---- Records supplied

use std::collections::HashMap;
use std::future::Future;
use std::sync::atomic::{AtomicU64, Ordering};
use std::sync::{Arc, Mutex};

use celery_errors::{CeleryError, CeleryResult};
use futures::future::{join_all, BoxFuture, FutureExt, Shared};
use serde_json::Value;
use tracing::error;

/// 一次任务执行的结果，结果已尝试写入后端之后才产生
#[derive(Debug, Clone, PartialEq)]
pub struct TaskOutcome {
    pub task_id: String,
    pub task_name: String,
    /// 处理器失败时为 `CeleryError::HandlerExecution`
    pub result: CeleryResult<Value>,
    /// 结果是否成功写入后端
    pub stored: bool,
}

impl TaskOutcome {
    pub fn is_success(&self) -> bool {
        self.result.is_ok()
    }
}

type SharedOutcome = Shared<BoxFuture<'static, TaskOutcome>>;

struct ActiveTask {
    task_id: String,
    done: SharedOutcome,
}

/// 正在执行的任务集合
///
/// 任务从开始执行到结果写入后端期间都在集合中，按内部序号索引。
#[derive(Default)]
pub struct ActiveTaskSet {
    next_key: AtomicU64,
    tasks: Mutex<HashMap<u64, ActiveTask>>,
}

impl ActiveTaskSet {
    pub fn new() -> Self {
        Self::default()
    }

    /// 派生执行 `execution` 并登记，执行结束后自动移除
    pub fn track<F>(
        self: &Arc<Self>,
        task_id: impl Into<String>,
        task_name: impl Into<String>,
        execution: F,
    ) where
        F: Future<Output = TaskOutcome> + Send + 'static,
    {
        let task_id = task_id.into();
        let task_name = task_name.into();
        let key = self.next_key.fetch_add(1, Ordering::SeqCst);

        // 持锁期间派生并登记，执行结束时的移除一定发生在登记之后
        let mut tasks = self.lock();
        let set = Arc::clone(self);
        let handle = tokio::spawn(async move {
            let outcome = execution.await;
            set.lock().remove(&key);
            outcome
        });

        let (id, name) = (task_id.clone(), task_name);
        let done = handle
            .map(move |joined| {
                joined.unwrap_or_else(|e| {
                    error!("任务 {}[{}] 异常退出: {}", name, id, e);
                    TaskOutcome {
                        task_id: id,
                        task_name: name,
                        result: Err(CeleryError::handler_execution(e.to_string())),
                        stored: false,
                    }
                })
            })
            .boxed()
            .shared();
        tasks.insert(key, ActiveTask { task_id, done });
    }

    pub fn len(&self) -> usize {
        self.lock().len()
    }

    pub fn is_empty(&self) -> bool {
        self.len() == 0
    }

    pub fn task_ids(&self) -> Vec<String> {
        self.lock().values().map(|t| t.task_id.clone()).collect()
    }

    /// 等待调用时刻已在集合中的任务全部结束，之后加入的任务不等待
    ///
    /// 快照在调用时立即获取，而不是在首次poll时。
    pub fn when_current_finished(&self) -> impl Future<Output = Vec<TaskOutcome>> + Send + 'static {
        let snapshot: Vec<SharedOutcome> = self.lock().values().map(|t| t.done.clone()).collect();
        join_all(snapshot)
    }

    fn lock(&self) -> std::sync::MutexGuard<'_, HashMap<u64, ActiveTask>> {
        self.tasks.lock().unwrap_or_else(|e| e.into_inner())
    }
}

--------
---- Records supplied

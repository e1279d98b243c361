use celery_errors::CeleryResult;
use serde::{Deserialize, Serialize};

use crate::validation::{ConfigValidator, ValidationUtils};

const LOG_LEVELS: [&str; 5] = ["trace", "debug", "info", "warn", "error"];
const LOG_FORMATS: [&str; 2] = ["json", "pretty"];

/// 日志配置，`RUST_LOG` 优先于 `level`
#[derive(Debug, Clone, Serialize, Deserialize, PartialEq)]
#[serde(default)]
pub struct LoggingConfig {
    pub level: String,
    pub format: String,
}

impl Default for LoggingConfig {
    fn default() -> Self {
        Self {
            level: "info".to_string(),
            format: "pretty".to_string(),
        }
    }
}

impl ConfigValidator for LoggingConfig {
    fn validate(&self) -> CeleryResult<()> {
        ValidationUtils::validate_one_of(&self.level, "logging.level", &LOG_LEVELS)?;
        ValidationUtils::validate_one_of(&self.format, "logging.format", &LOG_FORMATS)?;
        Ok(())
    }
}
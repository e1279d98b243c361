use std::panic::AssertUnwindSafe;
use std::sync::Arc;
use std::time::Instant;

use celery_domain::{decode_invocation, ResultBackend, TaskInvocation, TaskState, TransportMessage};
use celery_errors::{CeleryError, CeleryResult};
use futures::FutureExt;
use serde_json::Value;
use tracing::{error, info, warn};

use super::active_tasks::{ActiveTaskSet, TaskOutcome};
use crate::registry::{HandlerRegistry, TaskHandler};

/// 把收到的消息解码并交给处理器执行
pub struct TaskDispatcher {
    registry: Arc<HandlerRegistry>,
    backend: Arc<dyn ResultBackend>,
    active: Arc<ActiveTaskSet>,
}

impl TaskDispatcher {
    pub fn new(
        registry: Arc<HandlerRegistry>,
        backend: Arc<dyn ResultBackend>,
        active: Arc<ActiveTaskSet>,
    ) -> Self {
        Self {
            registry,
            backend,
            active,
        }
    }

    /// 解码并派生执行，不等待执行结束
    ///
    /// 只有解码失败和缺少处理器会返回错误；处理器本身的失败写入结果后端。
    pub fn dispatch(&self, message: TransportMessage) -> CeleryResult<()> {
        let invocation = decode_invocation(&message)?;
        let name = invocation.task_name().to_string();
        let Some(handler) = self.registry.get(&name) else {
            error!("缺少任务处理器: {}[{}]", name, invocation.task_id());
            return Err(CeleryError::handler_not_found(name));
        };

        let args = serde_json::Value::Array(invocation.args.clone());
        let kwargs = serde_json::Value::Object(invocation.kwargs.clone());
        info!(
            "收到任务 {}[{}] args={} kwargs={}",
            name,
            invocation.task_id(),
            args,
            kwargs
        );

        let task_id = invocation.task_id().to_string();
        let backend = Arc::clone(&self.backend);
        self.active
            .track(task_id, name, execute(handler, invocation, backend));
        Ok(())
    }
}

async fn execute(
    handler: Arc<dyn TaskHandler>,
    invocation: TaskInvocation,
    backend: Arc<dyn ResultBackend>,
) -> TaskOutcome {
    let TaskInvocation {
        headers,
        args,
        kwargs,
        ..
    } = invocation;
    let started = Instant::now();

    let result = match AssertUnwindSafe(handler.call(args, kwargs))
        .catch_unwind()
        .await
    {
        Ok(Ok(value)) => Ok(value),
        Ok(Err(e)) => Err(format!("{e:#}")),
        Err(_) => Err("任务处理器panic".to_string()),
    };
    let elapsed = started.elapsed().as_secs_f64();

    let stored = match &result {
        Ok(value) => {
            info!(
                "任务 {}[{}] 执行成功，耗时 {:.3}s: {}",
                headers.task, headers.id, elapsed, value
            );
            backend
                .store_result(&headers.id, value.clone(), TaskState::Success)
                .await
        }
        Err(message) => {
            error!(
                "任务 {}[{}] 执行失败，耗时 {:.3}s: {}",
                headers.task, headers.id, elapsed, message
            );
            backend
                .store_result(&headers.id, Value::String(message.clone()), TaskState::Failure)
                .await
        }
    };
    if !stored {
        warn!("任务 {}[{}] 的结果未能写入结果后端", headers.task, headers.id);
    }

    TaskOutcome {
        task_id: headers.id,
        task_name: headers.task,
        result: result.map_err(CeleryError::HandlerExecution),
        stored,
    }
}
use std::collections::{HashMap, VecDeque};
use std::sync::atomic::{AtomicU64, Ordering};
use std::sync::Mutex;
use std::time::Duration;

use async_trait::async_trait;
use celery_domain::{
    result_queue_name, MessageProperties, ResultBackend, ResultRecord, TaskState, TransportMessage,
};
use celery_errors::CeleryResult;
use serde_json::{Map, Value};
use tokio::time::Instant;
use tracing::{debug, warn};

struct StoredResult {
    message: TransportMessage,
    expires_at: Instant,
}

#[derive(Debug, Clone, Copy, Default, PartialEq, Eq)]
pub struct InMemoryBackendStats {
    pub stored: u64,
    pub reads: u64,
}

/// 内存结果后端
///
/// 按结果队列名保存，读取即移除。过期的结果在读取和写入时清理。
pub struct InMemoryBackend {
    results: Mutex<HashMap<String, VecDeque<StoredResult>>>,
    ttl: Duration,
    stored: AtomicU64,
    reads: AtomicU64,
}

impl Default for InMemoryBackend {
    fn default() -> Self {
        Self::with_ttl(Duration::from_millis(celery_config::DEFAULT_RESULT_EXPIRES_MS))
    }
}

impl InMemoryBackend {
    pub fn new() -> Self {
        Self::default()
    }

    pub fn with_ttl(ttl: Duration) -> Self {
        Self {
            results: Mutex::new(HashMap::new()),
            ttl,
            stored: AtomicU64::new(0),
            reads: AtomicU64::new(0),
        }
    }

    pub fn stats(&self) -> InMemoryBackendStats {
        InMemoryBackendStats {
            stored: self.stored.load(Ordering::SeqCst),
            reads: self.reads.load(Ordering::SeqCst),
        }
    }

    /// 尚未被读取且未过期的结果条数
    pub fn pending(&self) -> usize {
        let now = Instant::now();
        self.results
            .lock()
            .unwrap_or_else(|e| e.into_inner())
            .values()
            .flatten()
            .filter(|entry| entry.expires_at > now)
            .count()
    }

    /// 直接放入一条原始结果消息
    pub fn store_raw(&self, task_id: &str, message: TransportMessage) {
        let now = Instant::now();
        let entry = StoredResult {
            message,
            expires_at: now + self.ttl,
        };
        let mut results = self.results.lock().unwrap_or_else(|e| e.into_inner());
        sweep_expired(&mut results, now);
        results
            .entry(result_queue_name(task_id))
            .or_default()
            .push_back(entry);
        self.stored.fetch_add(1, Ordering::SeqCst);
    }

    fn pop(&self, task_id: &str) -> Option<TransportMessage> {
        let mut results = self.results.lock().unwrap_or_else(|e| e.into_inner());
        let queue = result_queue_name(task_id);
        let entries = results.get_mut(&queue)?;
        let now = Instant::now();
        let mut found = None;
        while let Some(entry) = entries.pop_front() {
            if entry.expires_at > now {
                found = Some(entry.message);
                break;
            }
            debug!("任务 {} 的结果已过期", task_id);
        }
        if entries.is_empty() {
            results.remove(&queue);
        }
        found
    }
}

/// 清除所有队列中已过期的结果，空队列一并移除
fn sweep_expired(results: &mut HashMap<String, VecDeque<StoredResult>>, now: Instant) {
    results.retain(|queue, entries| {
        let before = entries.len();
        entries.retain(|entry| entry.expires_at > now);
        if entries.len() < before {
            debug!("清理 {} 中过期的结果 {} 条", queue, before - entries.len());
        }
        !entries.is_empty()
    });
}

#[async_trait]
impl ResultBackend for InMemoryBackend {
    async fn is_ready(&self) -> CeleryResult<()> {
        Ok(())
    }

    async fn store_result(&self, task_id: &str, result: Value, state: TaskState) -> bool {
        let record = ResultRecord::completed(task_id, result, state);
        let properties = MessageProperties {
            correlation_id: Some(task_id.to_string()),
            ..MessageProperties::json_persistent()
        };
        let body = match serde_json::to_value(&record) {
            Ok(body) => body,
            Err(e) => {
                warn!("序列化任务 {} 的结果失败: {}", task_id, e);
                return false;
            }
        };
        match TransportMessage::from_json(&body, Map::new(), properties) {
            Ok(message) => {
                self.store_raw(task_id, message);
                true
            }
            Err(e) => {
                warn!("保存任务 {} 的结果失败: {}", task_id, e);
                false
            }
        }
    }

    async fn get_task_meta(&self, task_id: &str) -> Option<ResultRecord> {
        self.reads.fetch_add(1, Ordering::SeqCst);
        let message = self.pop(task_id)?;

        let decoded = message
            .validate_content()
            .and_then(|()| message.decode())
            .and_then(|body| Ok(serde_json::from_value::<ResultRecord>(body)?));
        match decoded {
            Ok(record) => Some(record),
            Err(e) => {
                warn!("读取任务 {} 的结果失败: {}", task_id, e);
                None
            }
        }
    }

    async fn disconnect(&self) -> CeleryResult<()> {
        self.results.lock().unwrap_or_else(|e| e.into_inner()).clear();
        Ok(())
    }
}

--------

**The task:**
Reply with the number of lines above in which the word "MessageProperties" appears, and with nothing else.

**Result of the exercise:**
3